The front pages of our major news papers read like playbooks of failure.
Poor reporting of the news, ill-informed constituents, less than half of eligible Americans choosing to participate in voting, and corporations winning the power to run elections from the Supreme Court. It’s about dominance and greed; and, when the powers that be don’t hear from regular folks, they ignore us.
It almost makes you want to bury your head in the blankets, but you can make change. I challenge you to do one thing today, which is learn how to be a media activist, meaning learn how to call your local newspaper newsroom with an alternative to the bad news your are seeing on the front page.
Pick a positive story. Do you know a local business that is going green? Do you know an arts group that is reaching kids in new ways? What is good news for your community? I specifically want you to find good news, because it is uplifting to audiences and works diametrically to the usual “if it bleeds, it leads” press mentality. This is a viewpoint that is used to scare people and make them afraid to act. Are you participating in a volunteer effort? Call the press and tell them.

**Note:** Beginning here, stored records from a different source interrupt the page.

use core::fmt;

#[cfg(feature = "alloc")]
use alloc::string::{String, ToString};
use tracing::debug;

use crate::codec::{self, Accumulator, Decoded};
use crate::pow10::pow10_128;
use crate::{DoubleWidth, Params};

const MAX_PRECISION: u8 = <DoubleWidth as Accumulator>::MAX_PRECISION;

/// Decodes decimal text into an `i128` scaled by `10^scale`.
///
/// Digits are accumulated in [`DoubleWidth`] arithmetic; `precision` may not
/// exceed 38.
///
/// ```rust
/// use fixconv::decode128;
///
/// let raw = decode128(38, 2, b"295147905179352825855.25").unwrap();
/// assert_eq!(raw, 29_514_790_517_935_282_585_525);
/// ```
pub fn decode128(precision: u8, scale: u8, input: &[u8]) -> crate::Result<i128> {
    decode128_words(precision, scale, input).map(DoubleWidth::to_i128)
}

/// Like [`decode128`], returning the two's-complement result as two words.
pub fn decode128_words(precision: u8, scale: u8, input: &[u8]) -> crate::Result<DoubleWidth> {
    Params::with_max(precision, scale, MAX_PRECISION)
        .and_then(|params| codec::decode::<DoubleWidth>(params, input))
        .map(|Decoded { magnitude, negative }| {
            if negative {
                magnitude.negate()
            } else {
                magnitude
            }
        })
        .inspect_err(|err| debug!(width = 128, precision, scale, %err, "decimal decode failed"))
}

/// Renders an `i128` scaled by `10^scale` as canonical decimal text.
#[cfg(feature = "alloc")]
pub fn encode128(scale: u8, value: i128) -> String {
    Encoded128::new(scale, value).to_string()
}

/// Renders a two's-complement [`DoubleWidth`] scaled by `10^scale`.
#[cfg(feature = "alloc")]
pub fn encode128_words(scale: u8, value: DoubleWidth) -> String {
    Encoded128::from_words(scale, value).to_string()
}

/// Canonical decimal text of a raw 128-bit value.
#[derive(Debug, Clone, Copy, PartialEq, Eq)]
pub struct Encoded128 {
    scale: u8,
    value: DoubleWidth,
}

impl Encoded128 {
    #[inline(always)]
    pub const fn new(scale: u8, value: i128) -> Self {
        Self::from_words(scale, DoubleWidth::from_i128(value))
    }

    /// `value` is read as two's complement.
    #[inline(always)]
    pub const fn from_words(scale: u8, value: DoubleWidth) -> Self {
        Self { scale, value }
    }
}

impl fmt::Display for Encoded128 {
    fn fmt(&self, f: &mut fmt::Formatter<'_>) -> fmt::Result {
        let negative = self.value.is_negative();
        let magnitude = if negative {
            self.value.negate()
        } else {
            self.value
        };
        codec::encode(f, negative, magnitude, self.scale)
    }
}

/// `|value| < 10^precision`.
fn fits128(value: i128, precision: u8) -> bool {
    pow10_128(usize::from(precision)).is_none_or(|limit| DoubleWidth::from_u128(value.unsigned_abs()) < limit)
}

fixed_type!(
    /// 128-bit fixed-point decimal with `P` significant digits, `S` of them
    /// after the point.
    ///
    /// ```rust
    /// use fixconv::Fixed128;
    ///
    /// type Wei = Fixed128<38, 18>;
    ///
    /// let eth = Wei::from_str_exact("2500.123456789012").unwrap();
    /// assert_eq!(eth.to_raw(), 2_500_123_456_789_012_000_000);
    /// ```
    Fixed128, i128, MAX_PRECISION, decode128, Encoded128, fits128
);


#[cfg(test)]
mod fixed_tests {
    use std::string::ToString;

    use super::*;

    type Wei = Fixed128<38, 18>;

    #[test]
    fn test_from_str() {
        let eth = Wei::from_str_exact("2500.123456789012").unwrap();
        assert_eq!(eth.to_raw(), 2_500_123_456_789_012_000_000);
        assert_eq!(eth.to_string(), "2500.123456789012");

        let wei = Wei::from_str_exact("0.000000000000000001").unwrap();
        assert_eq!(wei.to_raw(), 1);
    }

    #[test]
    fn test_from_str_errors() {
        assert!(Wei::from_str_exact("0.0000000000000000001").is_err());
        assert!(Wei::from_str_exact("1e5").is_err());
        assert!(Wei::from_str_exact("").is_err());
    }

    #[test]
    fn test_try_from_raw_checks_precision() {
        let max = 10i128.pow(38) - 1;
        assert_eq!(Wei::try_from_raw(-max), Ok(Wei::from_raw(-max)));
        assert_eq!(
            Wei::try_from_raw(max + 1),
            Err(crate::DecimalError::IntegralOverflow {
                position: 21,
                limit: 20
            })
        );
        assert!(Wei::try_from_raw(i128::MAX).is_err());
    }
}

Find the general number for your favorite news outlet, call, and ask for the newsroom. When the reporter picks up say, “My name is such and such, and I have a story idea for you.” Explain your story and then say, “Thank you for listening to my pitch. I read your paper everyday, but I am tired of bad news. We need something different.”
Remember, it’s the media that persuades people that the problems we face are too hard to fix or that one group of people is dangerous. The media tells us that wars and consumerism are OK. Fox network has a larger viewership than all the other popular cable news outlets combined. And that’s not OK. You can do something about it.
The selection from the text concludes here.